* TASK REQUIREMENTS *
The records below should be set down in full, please, without any change.

(Beginning of THE DATA)

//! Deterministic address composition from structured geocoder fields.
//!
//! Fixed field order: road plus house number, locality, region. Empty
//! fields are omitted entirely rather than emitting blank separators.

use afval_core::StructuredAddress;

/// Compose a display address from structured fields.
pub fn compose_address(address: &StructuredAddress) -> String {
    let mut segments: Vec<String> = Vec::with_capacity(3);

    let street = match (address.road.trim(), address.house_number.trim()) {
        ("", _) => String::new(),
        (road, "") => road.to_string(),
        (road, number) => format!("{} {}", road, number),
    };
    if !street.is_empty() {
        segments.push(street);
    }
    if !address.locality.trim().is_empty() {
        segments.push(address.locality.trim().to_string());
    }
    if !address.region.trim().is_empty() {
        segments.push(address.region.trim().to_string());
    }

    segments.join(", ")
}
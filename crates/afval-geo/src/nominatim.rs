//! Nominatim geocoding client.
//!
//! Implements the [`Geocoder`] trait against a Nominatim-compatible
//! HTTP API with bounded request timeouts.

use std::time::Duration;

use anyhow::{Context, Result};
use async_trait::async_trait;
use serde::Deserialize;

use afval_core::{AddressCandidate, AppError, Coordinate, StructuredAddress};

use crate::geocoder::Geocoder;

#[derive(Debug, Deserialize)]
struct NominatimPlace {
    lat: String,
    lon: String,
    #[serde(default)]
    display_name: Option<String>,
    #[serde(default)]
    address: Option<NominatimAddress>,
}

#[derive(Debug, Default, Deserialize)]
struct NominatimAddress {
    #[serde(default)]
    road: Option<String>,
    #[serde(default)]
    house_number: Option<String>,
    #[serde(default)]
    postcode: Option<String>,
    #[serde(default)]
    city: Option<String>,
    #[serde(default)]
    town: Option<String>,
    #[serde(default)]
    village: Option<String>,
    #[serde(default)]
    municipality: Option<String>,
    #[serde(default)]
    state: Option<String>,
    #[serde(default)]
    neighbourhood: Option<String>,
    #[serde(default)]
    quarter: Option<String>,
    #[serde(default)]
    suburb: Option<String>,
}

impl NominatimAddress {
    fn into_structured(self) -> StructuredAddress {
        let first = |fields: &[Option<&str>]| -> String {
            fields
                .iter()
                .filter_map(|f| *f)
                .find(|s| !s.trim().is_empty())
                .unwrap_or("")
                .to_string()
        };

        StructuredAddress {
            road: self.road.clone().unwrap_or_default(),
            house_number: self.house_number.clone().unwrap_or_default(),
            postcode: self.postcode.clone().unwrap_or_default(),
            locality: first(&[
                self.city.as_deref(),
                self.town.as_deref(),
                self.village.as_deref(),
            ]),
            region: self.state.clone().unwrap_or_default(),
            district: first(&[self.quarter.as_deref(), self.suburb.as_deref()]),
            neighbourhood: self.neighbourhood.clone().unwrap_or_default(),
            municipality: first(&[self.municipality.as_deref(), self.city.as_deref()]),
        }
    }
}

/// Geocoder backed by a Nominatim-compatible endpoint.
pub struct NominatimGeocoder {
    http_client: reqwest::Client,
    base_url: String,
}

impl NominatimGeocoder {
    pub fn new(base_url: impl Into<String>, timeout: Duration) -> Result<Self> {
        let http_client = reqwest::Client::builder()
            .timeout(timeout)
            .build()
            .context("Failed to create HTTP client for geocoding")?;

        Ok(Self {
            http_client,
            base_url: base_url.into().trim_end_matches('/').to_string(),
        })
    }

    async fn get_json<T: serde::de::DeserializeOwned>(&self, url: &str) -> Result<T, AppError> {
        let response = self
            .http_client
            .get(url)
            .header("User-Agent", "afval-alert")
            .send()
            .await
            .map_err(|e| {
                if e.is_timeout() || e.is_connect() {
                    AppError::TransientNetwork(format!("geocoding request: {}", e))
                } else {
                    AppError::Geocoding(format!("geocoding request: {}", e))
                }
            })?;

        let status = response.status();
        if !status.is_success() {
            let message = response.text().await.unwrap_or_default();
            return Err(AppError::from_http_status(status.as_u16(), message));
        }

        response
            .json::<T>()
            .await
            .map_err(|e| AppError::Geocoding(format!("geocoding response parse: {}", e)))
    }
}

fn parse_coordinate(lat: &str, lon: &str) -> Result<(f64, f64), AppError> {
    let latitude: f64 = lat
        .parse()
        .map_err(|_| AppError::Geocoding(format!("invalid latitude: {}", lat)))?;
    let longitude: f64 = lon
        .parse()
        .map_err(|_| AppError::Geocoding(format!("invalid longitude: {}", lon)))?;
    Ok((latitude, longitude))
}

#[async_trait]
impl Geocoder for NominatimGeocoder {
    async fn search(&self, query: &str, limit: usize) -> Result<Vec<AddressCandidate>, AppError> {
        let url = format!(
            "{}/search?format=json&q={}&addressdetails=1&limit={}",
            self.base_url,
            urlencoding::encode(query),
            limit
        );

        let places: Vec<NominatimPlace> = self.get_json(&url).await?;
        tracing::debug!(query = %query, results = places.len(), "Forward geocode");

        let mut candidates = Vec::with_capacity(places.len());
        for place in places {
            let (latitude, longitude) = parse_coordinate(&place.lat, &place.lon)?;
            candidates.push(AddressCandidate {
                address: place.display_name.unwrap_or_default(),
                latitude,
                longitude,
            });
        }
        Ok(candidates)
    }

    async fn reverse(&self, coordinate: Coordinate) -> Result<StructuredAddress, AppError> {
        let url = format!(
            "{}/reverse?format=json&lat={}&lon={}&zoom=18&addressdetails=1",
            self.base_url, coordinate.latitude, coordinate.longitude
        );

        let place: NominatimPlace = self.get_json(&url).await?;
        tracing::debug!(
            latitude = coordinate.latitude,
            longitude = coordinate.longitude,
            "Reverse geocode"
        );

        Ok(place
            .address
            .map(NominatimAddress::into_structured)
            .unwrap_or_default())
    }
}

(End of THE DATA)

* WRITTEN ANSWER *
//! Deterministic address composition from structured geocoder fields.
//!
//! Fixed field order: road plus house number, locality, region. Empty
//! fields are omitted entirely rather than emitting blank separators.

use afval_core::StructuredAddress;

/// Compose a display address from structured fields.
pub fn compose_address(address: &StructuredAddress) -> String {
    let mut segments: Vec<String> = Vec::with_capacity(3);

    let street = match (address.road.trim(), address.house_number.trim()) {
        ("", _) => String::new(),
        (road, "") => road.to_string(),
        (road, number) => format!("{} {}", road, number),
    };
    if !street.is_empty() {
        segments.push(street);
    }
    if !address.locality.trim().is_empty() {
        segments.push(address.locality.trim().to_string());
    }
    if !address.region.trim().is_empty() {
        segments.push(address.region.trim().to_string());
    }

    segments.join(", ")
}
filename crates/afval-geo/src/nominatim.rs
//! Nominatim geocoding client.
//!
//! Implements the [`Geocoder`] trait against a Nominatim-compatible
//! HTTP API with bounded request timeouts.

use std::time::Duration;

use anyhow::{Context, Result};
use async_trait::async_trait;
use serde::Deserialize;

use afval_core::{AddressCandidate, AppError, Coordinate, StructuredAddress};

use crate::geocoder::Geocoder;

#[derive(Debug, Deserialize)]
struct NominatimPlace {
    lat: String,
    lon: String,
    #[serde(default)]
    display_name: Option<String>,
    #[serde(default)]
    address: Option<NominatimAddress>,
}

#[derive(Debug, Default, Deserialize)]
struct NominatimAddress {
    #[serde(default)]
    road: Option<String>,
    #[serde(default)]
    house_number: Option<String>,
    #[serde(default)]
    postcode: Option<String>,
    #[serde(default)]
    city: Option<String>,
    #[serde(default)]
    town: Option<String>,
    #[serde(default)]
    village: Option<String>,
    #[serde(default)]
    municipality: Option<String>,
    #[serde(default)]
    state: Option<String>,
    #[serde(default)]
    neighbourhood: Option<String>,
    #[serde(default)]
    quarter: Option<String>,
    #[serde(default)]
    suburb: Option<String>,
}

impl NominatimAddress {
    fn into_structured(self) -> StructuredAddress {
        let first = |fields: &[Option<&str>]| -> String {
            fields
                .iter()
                .filter_map(|f| *f)
                .find(|s| !s.trim().is_empty())
                .unwrap_or("")
                .to_string()
        };

        StructuredAddress {
            road: self.road.clone().unwrap_or_default(),
            house_number: self.house_number.clone().unwrap_or_default(),
            postcode: self.postcode.clone().unwrap_or_default(),
            locality: first(&[
                self.city.as_deref(),
                self.town.as_deref(),
                self.village.as_deref(),
            ]),
            region: self.state.clone().unwrap_or_default(),
            district: first(&[self.quarter.as_deref(), self.suburb.as_deref()]),
            neighbourhood: self.neighbourhood.clone().unwrap_or_default(),
            municipality: first(&[self.municipality.as_deref(), self.city.as_deref()]),
        }
    }
}

/// Geocoder backed by a Nominatim-compatible endpoint.
pub struct NominatimGeocoder {
    http_client: reqwest::Client,
    base_url: String,
}

impl NominatimGeocoder {
    pub fn new(base_url: impl Into<String>, timeout: Duration) -> Result<Self> {
        let http_client = reqwest::Client::builder()
            .timeout(timeout)
            .build()
            .context("Failed to create HTTP client for geocoding")?;

        Ok(Self {
            http_client,
            base_url: base_url.into().trim_end_matches('/').to_string(),
        })
    }

    async fn get_json<T: serde::de::DeserializeOwned>(&self, url: &str) -> Result<T, AppError> {
        let response = self
            .http_client
            .get(url)
            .header("User-Agent", "afval-alert")
            .send()
            .await
            .map_err(|e| {
                if e.is_timeout() || e.is_connect() {
                    AppError::TransientNetwork(format!("geocoding request: {}", e))
                } else {
                    AppError::Geocoding(format!("geocoding request: {}", e))
                }
            })?;

        let status = response.status();
        if !status.is_success() {
            let message = response.text().await.unwrap_or_default();
            return Err(AppError::from_http_status(status.as_u16(), message));
        }

        response
            .json::<T>()
            .await
            .map_err(|e| AppError::Geocoding(format!("geocoding response parse: {}", e)))
    }
}

fn parse_coordinate(lat: &str, lon: &str) -> Result<(f64, f64), AppError> {
    let latitude: f64 = lat
        .parse()
        .map_err(|_| AppError::Geocoding(format!("invalid latitude: {}", lat)))?;
    let longitude: f64 = lon
        .parse()
        .map_err(|_| AppError::Geocoding(format!("invalid longitude: {}", lon)))?;
    Ok((latitude, longitude))
}

#[async_trait]
impl Geocoder for NominatimGeocoder {
    async fn search(&self, query: &str, limit: usize) -> Result<Vec<AddressCandidate>, AppError> {
        let url = format!(
            "{}/search?format=json&q={}&addressdetails=1&limit={}",
            self.base_url,
            urlencoding::encode(query),
            limit
        );

        let places: Vec<NominatimPlace> = self.get_json(&url).await?;
        tracing::debug!(query = %query, results = places.len(), "Forward geocode");

        let mut candidates = Vec::with_capacity(places.len());
        for place in places {
            let (latitude, longitude) = parse_coordinate(&place.lat, &place.lon)?;
            candidates.push(AddressCandidate {
                address: place.display_name.unwrap_or_default(),
                latitude,
                longitude,
            });
        }
        Ok(candidates)
    }

    async fn reverse(&self, coordinate: Coordinate) -> Result<StructuredAddress, AppError> {
        let url = format!(
            "{}/reverse?format=json&lat={}&lon={}&zoom=18&addressdetails=1",
            self.base_url, coordinate.latitude, coordinate.longitude
        );

        let place: NominatimPlace = self.get_json(&url).await?;
        tracing::debug!(
            latitude = coordinate.latitude,
            longitude = coordinate.longitude,
            "Reverse geocode"
        );

        Ok(place
            .address
            .map(NominatimAddress::into_structured)
            .unwrap_or_default())
    }
}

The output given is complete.